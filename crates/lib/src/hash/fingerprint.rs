//! Fingerprint derivation.
//!
//! The fingerprint walks the digest as a flat sequence of 32 nibbles. For each
//! entry of the constant tables it reads one nibble, uses it (plus an addend) as
//! the position of an 8-bit window, multiplies that window, and keeps the low
//! nibble of the result. The five kept nibbles are then packed into bytes and
//! rendered as hex.
//!
//! The output has to match the service bit for bit. Known vectors are pinned in
//! the tests below; any change to them breaks every lookup.

use std::fmt;

use thiserror::Error;

use crate::consts::{DIGEST_LEN, NIBBLE_ADDEND, NIBBLE_INDEX, NIBBLE_MULTIPLIER};

const LOW_NIBBLE: u8 = 0x0f;
const HIGH_NIBBLE: u8 = 0xf0;

/// Errors that can occur while deriving a fingerprint.
#[derive(Debug, Clone, PartialEq, Eq, Error)]
pub enum FingerprintError {
  /// The digest is not exactly 16 bytes long.
  #[error("digest must be 16 bytes, got {0}")]
  InvalidDigestLength(usize),

  /// A nibble or window read would fall past the end of the digest.
  #[error("byte index {index} out of range for {len}-byte digest")]
  IndexOutOfRange { index: usize, len: usize },
}

/// Lookup key derived from a [`Digest`](super::Digest), sent as the `t` parameter.
#[derive(Debug, Clone, PartialEq, Eq, Hash)]
pub struct Fingerprint(String);

impl Fingerprint {
  pub fn as_str(&self) -> &str {
    &self.0
  }
}

impl fmt::Display for Fingerprint {
  fn fmt(&self, f: &mut fmt::Formatter<'_>) -> fmt::Result {
    f.write_str(&self.0)
  }
}

/// Derive the fingerprint of a 16-byte digest.
///
/// # Errors
///
/// - [`FingerprintError::InvalidDigestLength`] if `digest` is not 16 bytes. No
///   nibble is read in that case.
/// - [`FingerprintError::IndexOutOfRange`] if the walk reaches past the last byte.
///   This happens when the high nibble of byte 3 is `0xf`: the window position is
///   then 31, which straddles byte 15 and a byte 16 that does not exist.
///
/// # Example
///
/// ```
/// use napisy_lib::hash::encode_fingerprint;
///
/// // MD5 of the empty input.
/// let digest = [
///   0xd4, 0x1d, 0x8c, 0xd9, 0x8f, 0x00, 0xb2, 0x04,
///   0xe9, 0x80, 0x09, 0x98, 0xec, 0xf8, 0x42, 0x7e,
/// ];
/// assert_eq!(encode_fingerprint(&digest).unwrap().as_str(), "0030b");
/// ```
pub fn encode_fingerprint(digest: &[u8]) -> Result<Fingerprint, FingerprintError> {
  if digest.len() != DIGEST_LEN {
    return Err(FingerprintError::InvalidDigestLength(digest.len()));
  }

  let mut nibbles = [0u8; NIBBLE_INDEX.len()];
  for (i, slot) in nibbles.iter_mut().enumerate() {
    let t = NIBBLE_ADDEND[i] + read_nibble(digest, NIBBLE_INDEX[i])?;
    let product = read_combined(digest, t)? * NIBBLE_MULTIPLIER[i];
    *slot = product.to_be_bytes()[1] & LOW_NIBBLE;
  }

  Ok(Fingerprint(pack(&nibbles)))
}

/// Read nibble `k` of `digest`: the high half of byte `k / 2` for even `k`, the low
/// half for odd `k`.
pub fn read_nibble(digest: &[u8], k: u16) -> Result<u16, FingerprintError> {
  let byte = byte_at(digest, usize::from(k / 2))?;
  let nibble = if k % 2 == 0 {
    (byte & HIGH_NIBBLE) >> 4
  } else {
    byte & LOW_NIBBLE
  };
  Ok(u16::from(nibble))
}

/// Read the 8 bits starting at nibble `t` of `digest`.
///
/// For even `t` this is byte `t / 2`. For odd `t` the window straddles two bytes:
/// the low nibble of byte `t / 2` becomes the high half and the high nibble of the
/// following byte becomes the low half.
pub fn read_combined(digest: &[u8], t: u16) -> Result<u16, FingerprintError> {
  let pos = usize::from(t / 2);
  let byte = byte_at(digest, pos)?;
  if t % 2 == 0 {
    return Ok(u16::from(byte));
  }

  let next = byte_at(digest, pos + 1)?;
  Ok(u16::from(((byte & LOW_NIBBLE) << 4) | ((next & HIGH_NIBBLE) >> 4)))
}

/// Pack nibble values into bytes and render them as hex.
///
/// Values are consumed from last to first, two per byte, filling a buffer of
/// `(len + 1) / 2` zeroed bytes from the end. With an odd count the first value
/// never gets a partner and is dropped. The first hex character of the buffer is
/// dropped as well, so five values render as five characters with a leading `0`.
pub fn pack(nibbles: &[u8]) -> String {
  let mut out = vec![0u8; nibbles.len().div_ceil(2)];
  let mut slot = out.len();
  let mut acc = 0u8;
  let mut pending = false;

  for &value in nibbles.iter().rev() {
    let v = value & LOW_NIBBLE;
    if !pending {
      acc = v;
      pending = true;
    } else {
      acc |= v << 4;
      slot -= 1;
      out[slot] = acc;
      pending = false;
    }
  }

  let encoded = hex::encode(out);
  encoded.get(1..).unwrap_or_default().to_string()
}

fn byte_at(digest: &[u8], index: usize) -> Result<u8, FingerprintError> {
  digest
    .get(index)
    .copied()
    .ok_or(FingerprintError::IndexOutOfRange {
      index,
      len: digest.len(),
    })
}
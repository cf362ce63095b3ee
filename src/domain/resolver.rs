//! Turns raw automaton output into an ordered, non-overlapping match list.

use super::Match;

/// Characters that separate whole words.
pub const WORD_DELIMITERS: &[char] = &[
    ' ', '\t', '/', '\\', '(', ')', '"', '\'', '-', ':', ',', '.', ';', '<', '>', '~', '!', '@',
    '#', '$', '%', '^', '&', '*', '|', '+', '=', '[', ']', '{', '}', '?', '\u{2502}',
];

/// Returns true if `c` ends a word.
pub fn is_word_delimiter(c: char) -> bool {
    WORD_DELIMITERS.contains(&c)
}

/// Resolution policy for overlapping, nested and partial-word matches.
#[derive(Debug, Clone, Copy, Default)]
pub struct MatchResolver {
    whole_word: bool,
}

impl MatchResolver {
    pub fn new(whole_word: bool) -> Self {
        Self { whole_word }
    }

    /// Resolves `matches` found in `text`.
    ///
    /// Matches are ordered by start ascending, then length descending, then
    /// key. Partial-word matches are dropped when whole-word mode is on, and
    /// any match starting inside the previously kept one is discarded, so the
    /// earliest start wins and the longest match wins among equal starts.
    pub fn resolve<'a>(&self, text: &str, mut matches: Vec<Match<'a>>) -> Vec<Match<'a>> {
        if matches.is_empty() {
            return matches;
        }

        matches.sort_by(|a, b| {
            a.start
                .cmp(&b.start)
                .then_with(|| b.len.cmp(&a.len))
                .then_with(|| a.key.cmp(b.key))
        });

        if self.whole_word {
            let chars: Vec<char> = text.chars().collect();
            matches.retain(|m| is_whole_word(&chars, m));
        }

        let mut resolved: Vec<Match<'a>> = Vec::with_capacity(matches.len());
        for m in matches {
            match resolved.last() {
                Some(kept) if m.start < kept.end() => continue,
                _ => resolved.push(m),
            }
        }
        resolved
    }
}

fn is_whole_word(chars: &[char], m: &Match<'_>) -> bool {
    let before_ok = m.start == 0 || chars.get(m.start - 1).is_some_and(|&c| is_word_delimiter(c));
    let after_ok = chars.get(m.end()).map_or(true, |&c| is_word_delimiter(c));
    before_ok && after_ok
}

* [Problem] If a line in the data above holds the string "InvalidDigestLength", report that line.

* [Exercise output]
  InvalidDigestLength(usize),
/// - [`FingerprintError::InvalidDigestLength`] if `digest` is not 16 bytes. No
    return Err(FingerprintError::InvalidDigestLength(digest.len()));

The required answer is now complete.